A exploração científica ordenada pela coroa aos "territórios das conquistas", levada a cabo segundo os princípios práticos e utilitários das Luzes, verifica-se entre nós uma década passada sobre o acontecimento que em 1772 a permitiria - a reforma da Universidade, com a criação da Faculdade de Filosofia, onde pela primeira vez se leccionaram as matérias englobadas no curso de História Natural e Química. Criada também a Academia Real das Ciências de Lisboa, que em 1789 lançaria o primeiro tomo das Memórias Económicas, estava preparado o terreno para consolidar o conhecimento global do país e ultramar, patrocinado então pelo príncipe D. José, sob a forma das Expedições Régias no segundo caso, mais conhecidas por viagens filosóficas - a Cabo Verde (João da Silva Feijó), a Angola (Ângelo Donati e Joaquim José da Silva), à Bahia, a Moçambique e Goa (Manuel Galvão da Silva) e à Amazónia (Alexandre Rodrigues Ferreira).

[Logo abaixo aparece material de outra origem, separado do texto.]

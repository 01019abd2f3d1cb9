//! Core traits for the protocol client and session storage.

use std::{path::Path, str::FromStr, sync::Arc};

use async_trait::async_trait;
use serde::{Deserialize, Serialize};
use thiserror::Error;
use tokio::sync::mpsc;
use uuid::Uuid;

use crate::{PairingContext, ProtocolEvent, QrItem};

/// Session identifier.
pub type SessionId = Uuid;

/// Callback registered with a protocol client.
///
/// Clients invoke it on their own delivery task, possibly from several
/// threads at once.
pub type EventHandler = Arc<dyn Fn(ProtocolEvent) + Send + Sync>;

/// Protocol client error.
#[derive(Debug, Error)]
pub enum ProtocolError {
    #[error("Device store unavailable: {0}")]
    Store(String),
    #[error("Connection failed: {0}")]
    Connect(String),
    #[error("QR channel unavailable: {0}")]
    QrChannel(String),
    #[error("I/O error: {0}")]
    Io(#[from] std::io::Error),
}

/// Messaging protocol client bound to one device store.
#[async_trait]
pub trait ProtocolClient: Send + Sync {
    /// Open the transport. Returns once the socket is up, pairing may still be pending.
    async fn connect(&self) -> Result<(), ProtocolError>;

    /// Close the transport. Safe to call on a closed client.
    async fn disconnect(&self);

    /// Whether the transport currently reports a live connection.
    fn is_connected(&self) -> bool;

    /// Open the raw QR event stream for an unpaired device.
    ///
    /// Must be requested before `connect` for the first code to be observed.
    async fn qr_channel(&self, ctx: &PairingContext)
    -> Result<mpsc::Receiver<QrItem>, ProtocolError>;

    /// Subscribe to protocol events.
    fn on_event(&self, handler: EventHandler);
}

/// Creates protocol clients bound to a per-session store file.
#[async_trait]
pub trait ClientFactory: Send + Sync {
    /// Client type produced by this factory.
    type Client: ProtocolClient + 'static;

    /// Bootstrap a fresh device store at `store_path` and return a client for it.
    async fn open(&self, store_path: &Path) -> Result<Self::Client, ProtocolError>;
}

/// Session status as persisted.
#[derive(Debug, Clone, Copy, PartialEq, Eq, Hash, Serialize, Deserialize)]
#[serde(rename_all = "snake_case")]
pub enum SessionStatus {
    /// Pairing has not completed.
    Pending,
    /// Remote device confirmed pairing.
    Paired,
    /// Authenticated and connected.
    Connected,
    /// Connection dropped.
    Disconnected,
    /// Remote party revoked the session.
    LoggedOut,
}

impl SessionStatus {
    /// Storage representation.
    #[must_use]
    pub const fn as_str(self) -> &'static str {
        match self {
            Self::Pending => "pending",
            Self::Paired => "paired",
            Self::Connected => "connected",
            Self::Disconnected => "disconnected",
            Self::LoggedOut => "logged_out",
        }
    }
}

impl FromStr for SessionStatus {
    type Err = StorageError;

    fn from_str(s: &str) -> Result<Self, Self::Err> {
        match s {
            "pending" => Ok(Self::Pending),
            "paired" => Ok(Self::Paired),
            "connected" => Ok(Self::Connected),
            "disconnected" => Ok(Self::Disconnected),
            "logged_out" => Ok(Self::LoggedOut),
            other => Err(StorageError::Internal(format!("unknown session status: {other}"))),
        }
    }
}

/// Account identity reported once pairing succeeds.
#[derive(Debug, Clone, Default, PartialEq, Eq, Serialize, Deserialize)]
pub struct DeviceIdentity {
    /// Protocol-level address of the paired device.
    pub remote_id: String,
    /// Phone number of the paired account.
    pub phone_number: String,
}

/// Aggregate counters kept per session.
#[derive(Debug, Clone, Copy, Default, PartialEq, Eq, Serialize, Deserialize)]
pub struct SessionStats {
    pub contacts: u32,
    pub groups: u32,
    pub conversations: u32,
}

/// Persisted session data.
#[derive(Debug, Clone, PartialEq, Eq, Serialize, Deserialize)]
pub struct SessionRecord {
    /// Unique session identifier.
    pub id: SessionId,
    /// Display name, may be empty.
    pub name: String,
    /// Remote device address.
    pub remote_id: String,
    /// Phone number, may be empty.
    pub phone_number: String,
    /// Current status.
    pub status: SessionStatus,
    /// Latest counters.
    pub stats: SessionStats,
    /// First connection (Unix epoch seconds).
    pub connected_at: i64,
    /// Last activity (Unix epoch seconds).
    pub last_active: i64,
    /// Creation timestamp (Unix epoch seconds).
    pub created_at: i64,
}

impl SessionRecord {
    /// Phone number, or a placeholder when unknown.
    #[must_use]
    pub fn formatted_phone(&self) -> &str {
        if self.phone_number.is_empty() {
            "unavailable"
        } else {
            &self.phone_number
        }
    }

    /// Name to show for this session.
    #[must_use]
    pub fn display_name(&self) -> String {
        if self.name.is_empty() {
            format!("Session ({})", self.formatted_phone())
        } else {
            self.name.clone()
        }
    }

    #[must_use]
    pub const fn is_active(&self) -> bool {
        matches!(self.status, SessionStatus::Connected | SessionStatus::Paired)
    }
}

/// Storage error.
#[derive(Debug, Error)]
pub enum StorageError {
    #[error("Session not found: {0}")]
    NotFound(SessionId),
    #[error("Storage error: {0}")]
    Internal(String),
}

/// Trait for session storage backends.
#[async_trait]
pub trait SessionStore: Send + Sync {
    /// Upsert a connected session.
    ///
    /// Empty `remote_id` or `phone_number` keep the values already stored.
    async fn save_session(
        &self,
        id: SessionId,
        display_name: &str,
        remote_id: &str,
        phone_number: &str,
    ) -> Result<(), StorageError>;

    /// Replace the counters of a stored session.
    async fn update_session_stats(
        &self,
        id: SessionId,
        stats: SessionStats,
    ) -> Result<(), StorageError>;

    /// Get a session by ID.
    async fn get_session(&self, id: SessionId) -> Result<Option<SessionRecord>, StorageError>;

    /// Connected sessions, most recently connected first.
    async fn list_sessions(&self) -> Result<Vec<SessionRecord>, StorageError>;

    /// Delete a session. Returns whether a record existed.
    async fn delete_session(&self, id: SessionId) -> Result<bool, StorageError>;
}

#[cfg(test)]
mod tests {
    use super::*;

    fn record(name: &str, phone: &str, status: SessionStatus) -> SessionRecord {
        SessionRecord {
            id: Uuid::new_v4(),
            name: name.to_string(),
            remote_id: String::new(),
            phone_number: phone.to_string(),
            status,
            stats: SessionStats::default(),
            connected_at: 0,
            last_active: 0,
            created_at: 0,
        }
    }

    #[test]
    fn test_display_name_fallbacks() {
        assert_eq!(record("Sales", "", SessionStatus::Connected).display_name(), "Sales");
        assert_eq!(
            record("", "5511999", SessionStatus::Connected).display_name(),
            "Session (5511999)"
        );
        assert_eq!(
            record("", "", SessionStatus::Pending).display_name(),
            "Session (unavailable)"
        );
    }

    #[test]
    fn test_is_active() {
        assert!(record("", "", SessionStatus::Connected).is_active());
        assert!(record("", "", SessionStatus::Paired).is_active());
        assert!(!record("", "", SessionStatus::LoggedOut).is_active());
        assert!(!record("", "", SessionStatus::Pending).is_active());
    }

    #[test]
    fn test_unknown_status_rejected() {
        assert_eq!(
            "logged_out".parse::<SessionStatus>().unwrap(),
            SessionStatus::LoggedOut
        );
        assert!("revoked".parse::<SessionStatus>().is_err());
    }
}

E repara-se que o organizador destas expedições científicas, que todas se iniciaram em 1783, Domingos Vandelli, lente de História Natural e Química, co-fundador da Academia, director do Real Jardim Botânico do Paço da Ajuda, não contemplou as ilhas do Golfo, ou pelo menos a estrategicamente mais importante para a coroa, São Tomé.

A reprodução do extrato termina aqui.